Menariknya, Kejati Sumut menyatakan bahwa langkah penyitaan dilakukan dengan tetap mempertimbangkan hak-hak konsumen yang beritikad baik. Hal ini penting karena sebagian aset yang dipersoalkan telah bertransformasi menjadi kawasan permukiman. Pendekatan ini menunjukkan upaya Kejati untuk tegas terhadap pelaku korupsi, tetapi tetap melindungi masyarakat umum yang dirugikan oleh tindakan korporasi dan pejabat nakal.

Kasus yang kembali mencuat ini membuka kembali peringatan tentang buruknya governance di BUMN perkebunan, terutama dalam pemanfaatan aset negara yang nilainya sangat besar. Penjualan atau alih fungsi aset PTPN kerap berada dalam ruang kelabu yang memadukan kepentingan bisnis, politik lokal, bahkan spekulasi tanah.
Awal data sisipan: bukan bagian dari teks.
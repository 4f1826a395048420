//! API error handling
//!
//! Every failure leaves the API as `{error, code}` JSON: `error` is the
//! human-readable message, `code` a stable machine discriminant. Domain
//! errors arrive as `BookingError` and map onto statuses here; handlers
//! never pick status codes themselves.

use axum::{
    http::StatusCode,
    response::{IntoResponse, Response},
    Json,
};
use domain_booking::BookingError;
use serde::Serialize;
use thiserror::Error;
use tracing::error;

/// API error types
#[derive(Debug, Error)]
pub enum ApiError {
    #[error("{0}")]
    Validation(String),

    #[error("Not found: {0}")]
    NotFound(String),

    #[error("Unauthorized")]
    Unauthorized,

    #[error("{0}")]
    Conflict(String),

    #[error("Service unavailable: {0}")]
    Unavailable(String),

    #[error("Internal server error: {0}")]
    Internal(String),
}

/// Error response body
#[derive(Debug, Serialize)]
pub struct ErrorResponse {
    pub error: String,
    pub code: String,
}

impl IntoResponse for ApiError {
    fn into_response(self) -> Response {
        let (status, code, message) = match &self {
            ApiError::Validation(msg) => (StatusCode::BAD_REQUEST, "validation", msg.clone()),
            ApiError::NotFound(msg) => (StatusCode::NOT_FOUND, "not_found", msg.clone()),
            ApiError::Unauthorized => (
                StatusCode::UNAUTHORIZED,
                "unauthorized",
                "Unauthorized".to_string(),
            ),
            ApiError::Conflict(msg) => (StatusCode::CONFLICT, "invalid_state", msg.clone()),
            ApiError::Unavailable(msg) => {
                (StatusCode::SERVICE_UNAVAILABLE, "transient", msg.clone())
            }
            // Internals are logged server-side, never echoed to callers
            ApiError::Internal(msg) => {
                error!(detail = %msg, "Internal error");
                (
                    StatusCode::INTERNAL_SERVER_ERROR,
                    "internal_error",
                    "Internal server error".to_string(),
                )
            }
        };

        let body = ErrorResponse {
            error: message,
            code: code.to_string(),
        };

        (status, Json(body)).into_response()
    }
}

impl From<BookingError> for ApiError {
    fn from(err: BookingError) -> Self {
        match err {
            BookingError::Validation(msg) => ApiError::Validation(msg),
            BookingError::NotFound { entity, id } => {
                ApiError::NotFound(format!("{} {}", entity, id))
            }
            BookingError::InvalidState(msg) => ApiError::Conflict(msg),
            BookingError::GenerationExhausted { .. } => ApiError::Internal(err.to_string()),
            BookingError::Transient(msg) => ApiError::Unavailable(msg),
            BookingError::Internal(msg) => ApiError::Internal(msg),
        }
    }
}
//! Infrastructure Database Layer
//!
//! This crate provides the PostgreSQL persistence for the booking system.
//! It implements the `BookingStore` port from `domain_booking` on top of
//! SQLx, split into a repository layer that owns the SQL and an adapter
//! layer that translates rows to and from domain aggregates.
//!
//! All queries use the SQLx runtime API, so the crate builds without a
//! live database. The schema lives in plain SQL files under `migrations/`
//! at the workspace root and is applied externally.
//!
//! # Example
//!
//! ```rust,ignore
//! use infra_db::{create_pool, DatabaseConfig, PostgresBookingStore};
//!
//! let pool = create_pool(DatabaseConfig::new(&url)).await?;
//! let store = PostgresBookingStore::new(pool);
//! ```

pub mod adapters;
pub mod error;
pub mod pool;
pub mod repositories;

pub use adapters::PostgresBookingStore;
pub use error::DatabaseError;
pub use pool::{create_pool, create_pool_from_url, DatabaseConfig, DatabasePool};
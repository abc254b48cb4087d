//! Workspace / WorkspaceSet (spec.md §3 "Workspace / WorkspaceSet", §4.1).
//!
//! The workspace-layout discovery heuristics (walking the filesystem to find
//! `.warpforge` directories) are out of scope: this module only models what
//! the executor consumes once a stack has already been discovered --- a
//! catalog lookup, a cache path, and an is-home predicate per workspace.

use std::path::{Path, PathBuf};

use indexmap::IndexMap;
use warpforge_api::catalog::{Catalog, CatalogMirrors, CatalogRelease, CatalogReleaseCID};
use warpforge_api::content::{WareID, WarehouseAddr};
use warpforge_api::newtype::ModuleName;
use warpforge_api::plot::CatalogRef;

use crate::{Error, Result};

/// One scope layer in a workspace stack: a directory carrying zero or more
/// catalogs, zero or more mirror tables, and a content-addressed ware cache.
///
/// On disk a catalog module only points at a release by
/// [`CatalogReleaseCID`]; the release document itself (the one holding the
/// item table) is a second file loaded separately. `releases` models that
/// second file, keyed by the CID the module points at.
pub struct Workspace {
	root: PathBuf,
	home: bool,
	catalogs: Vec<Catalog>,
	releases: IndexMap<CatalogReleaseCID, CatalogRelease>,
	mirrors: Vec<CatalogMirrors>,
}

impl Workspace {
	pub fn new(root: impl Into<PathBuf>, home: bool) -> Self {
		Workspace {
			root: root.into(),
			home,
			catalogs: Vec::new(),
			releases: IndexMap::new(),
			mirrors: Vec::new(),
		}
	}

	pub fn with_catalog(mut self, catalog: Catalog) -> Self {
		self.catalogs.push(catalog);
		self
	}

	pub fn with_release(mut self, cid: CatalogReleaseCID, release: CatalogRelease) -> Self {
		self.releases.insert(cid, release);
		self
	}

	pub fn with_mirrors(mut self, mirrors: CatalogMirrors) -> Self {
		self.mirrors.push(mirrors);
		self
	}

	pub fn root(&self) -> &Path {
		&self.root
	}

	pub fn is_home(&self) -> bool {
		self.home
	}

	/// Content-addressed cache path for `ware_id` within this workspace,
	/// `<root>/.warpforge/cache/<packtype>/<hash>`. Presence of this path is
	/// the atomicity signal spec.md §5 relies on: the core never writes it
	/// directly, only checks for its existence.
	pub fn cache_path(&self, ware_id: &WareID) -> PathBuf {
		self.root
			.join(".warpforge")
			.join("cache")
			.join(&ware_id.packtype.0)
			.join(&ware_id.hash)
	}

	/// Looks up `catalog_ref` in this workspace's own catalogs only (spec.md
	/// §4.1's per-workspace consultation step): module, then release, then
	/// item. Returns `None` when no catalog in this workspace defines the
	/// module/release/item triple -- that is not an error, the caller walks
	/// on to the next workspace.
	fn lookup_ware(&self, catalog_ref: &CatalogRef) -> Option<&WareID> {
		self.catalogs.iter().find_map(|catalog| {
			let module = catalog.modules.get(&catalog_ref.module_name)?;
			let release_cid = module.releases.get(&catalog_ref.release_name)?;
			let release = self.releases.get(release_cid)?;
			release.items.get(&catalog_ref.item_name)
		})
	}

	/// Consults this workspace's mirror tables for `ware_id`, by-Ware first,
	/// then by-Module/packtype (spec.md §4.1's tie-break: first matching
	/// entry within a single workspace wins).
	fn lookup_mirror(&self, ware_id: &WareID, module_name: &ModuleName) -> Option<WarehouseAddr> {
		for mirrors in &self.mirrors {
			if let Some(addrs) = mirrors.by_ware.by_ware.get(ware_id) {
				if let Some(first) = addrs.first() {
					return Some(first.clone());
				}
			}
		}
		for mirrors in &self.mirrors {
			if let Some(by_packtype) = mirrors.by_module.by_module.get(module_name) {
				if let Some(addrs) = by_packtype.get(&ware_id.packtype) {
					if let Some(first) = addrs.first() {
						return Some(first.clone());
					}
				}
			}
		}
		None
	}
}

/// An ordered stack of [`Workspace`]s, nearest-first, plus the designated
/// home workspace (spec.md §3).
pub struct WorkspaceSet {
	pub stack: Vec<Workspace>,
}

impl WorkspaceSet {
	pub fn new(stack: Vec<Workspace>) -> Self {
		WorkspaceSet { stack }
	}

	/// The home workspace, used for the ware cache during ingest and as the
	/// sandbox driver's execution context (spec.md §4.3, §4.7).
	pub fn home(&self) -> Result<&Workspace> {
		self.stack.iter().find(|ws| ws.is_home()).ok_or_else(|| Error::Workspace {
			path: "<workspace stack>".into(),
			cause: Box::new(std::io::Error::new(
				std::io::ErrorKind::NotFound,
				"no home workspace in stack",
			)),
		})
	}

	/// Nearest-first catalog resolution (spec.md §4.1): the first workspace
	/// to yield a WareID wins, and that same workspace's mirror tables (not
	/// a farther one's) are consulted for a WarehouseAddr.
	pub fn resolve_catalog_ref(
		&self,
		catalog_ref: &CatalogRef,
	) -> Result<(WareID, Option<WarehouseAddr>)> {
		for ws in &self.stack {
			if let Some(ware_id) = ws.lookup_ware(catalog_ref) {
				let addr = ws.lookup_mirror(ware_id, &catalog_ref.module_name);
				return Ok((ware_id.clone(), addr));
			}
		}
		Err(Error::CatalogMissingEntry {
			catalog_ref: catalog_ref.to_ref_string(),
		})
	}
}

#[cfg(test)]
mod tests {
	use super::*;
	use warpforge_api::catalog::{CatalogModule, CatalogRelease};
	use warpforge_api::newtype::{ItemLabel, ReleaseName};

	fn ref_for(module: &str, release: &str, item: &str) -> CatalogRef {
		CatalogRef {
			module_name: ModuleName(module.into()),
			release_name: ReleaseName(release.into()),
			item_name: ItemLabel(item.into()),
		}
	}

	fn workspace_with(home: bool, module: &str, release: &str, item: &str, ware_id: WareID) -> Workspace {
		let cid = CatalogReleaseCID(format!("{module}-{release}-cid"));
		let mut modules = IndexMap::new();
		modules.insert(
			ModuleName(module.into()),
			CatalogModule {
				name: ModuleName(module.into()),
				releases: IndexMap::from([(ReleaseName(release.into()), cid.clone())]),
				metadata: IndexMap::new(),
			},
		);
		let mut items = IndexMap::new();
		items.insert(ItemLabel(item.into()), ware_id);
		Workspace::new("/tmp/does-not-matter", home)
			.with_catalog(Catalog { modules })
			.with_release(
				cid,
				CatalogRelease {
					release_name: ReleaseName(release.into()),
					items,
					metadata: IndexMap::new(),
				},
			)
	}

	#[test]
	fn nearer_workspace_wins() {
		let near = workspace_with(false, "m", "r", "i", WareID::new("tar", "near"));
		let far = workspace_with(true, "m", "r", "i", WareID::new("tar", "far"));
		let workspaces = WorkspaceSet::new(vec![near, far]);

		let (ware_id, _) = workspaces.resolve_catalog_ref(&ref_for("m", "r", "i")).unwrap();
		assert_eq!(ware_id, WareID::new("tar", "near"));
	}

	#[test]
	fn falls_through_to_farther_workspace_when_not_found() {
		let near = workspace_with(false, "other", "r", "i", WareID::new("tar", "x"));
		let far = workspace_with(true, "m", "r", "i", WareID::new("tar", "far"));
		let workspaces = WorkspaceSet::new(vec![near, far]);

		let (ware_id, _) = workspaces.resolve_catalog_ref(&ref_for("m", "r", "i")).unwrap();
		assert_eq!(ware_id, WareID::new("tar", "far"));
	}

	#[test]
	fn missing_entry_in_every_workspace_errors() {
		let home = Workspace::new("/tmp/does-not-matter", true);
		let workspaces = WorkspaceSet::new(vec![home]);

		let err = workspaces
			.resolve_catalog_ref(&ref_for("no", "such", "thing"))
			.unwrap_err();
		assert!(matches!(err, Error::CatalogMissingEntry { .. }));
	}

	#[test]
	fn nearer_wareid_without_mirror_does_not_fall_through_for_address() {
		let ware_id = WareID::new("tar", "shared");
		let near = workspace_with(false, "m", "r", "i", ware_id.clone());
		let far_mirrors = CatalogMirrors {
			by_ware: warpforge_api::catalog::CatalogMirrorsByWare {
				by_ware: IndexMap::from([(
					ware_id.clone(),
					vec![WarehouseAddr("ca+file:///far/".into())],
				)]),
			},
			by_module: Default::default(),
		};
		let far = workspace_with(true, "m", "r", "i", ware_id).with_mirrors(far_mirrors);
		let workspaces = WorkspaceSet::new(vec![near, far]);

		let (_, addr) = workspaces.resolve_catalog_ref(&ref_for("m", "r", "i")).unwrap();
		assert!(addr.is_none());
	}
}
Penyitaan Rp150 miliar menjadi titik balik penting, namun publik masih menantikan apakah penegakan hukum akan menembus aktor-aktor di tingkat lebih tinggi. Dengan luas lahan, struktur perusahaan, dan keterlibatan pejabat publik, kasus ini berpotensi menjadi salah satu skandal pertanahan terbesar di Sumatera Utara.

Dalam perkembangan ini, Kejati Sumut menunjukkan bahwa negara sedang menutup kebocoran lama yang terlalu lama dibiarkan. Kini, semua mata tertuju pada babak penyidikan berikutnya—apakah penyitaan ini awal dari pembersihan menyeluruh, atau hanya sebagian kecil dari cerita korupsi yang lebih luas.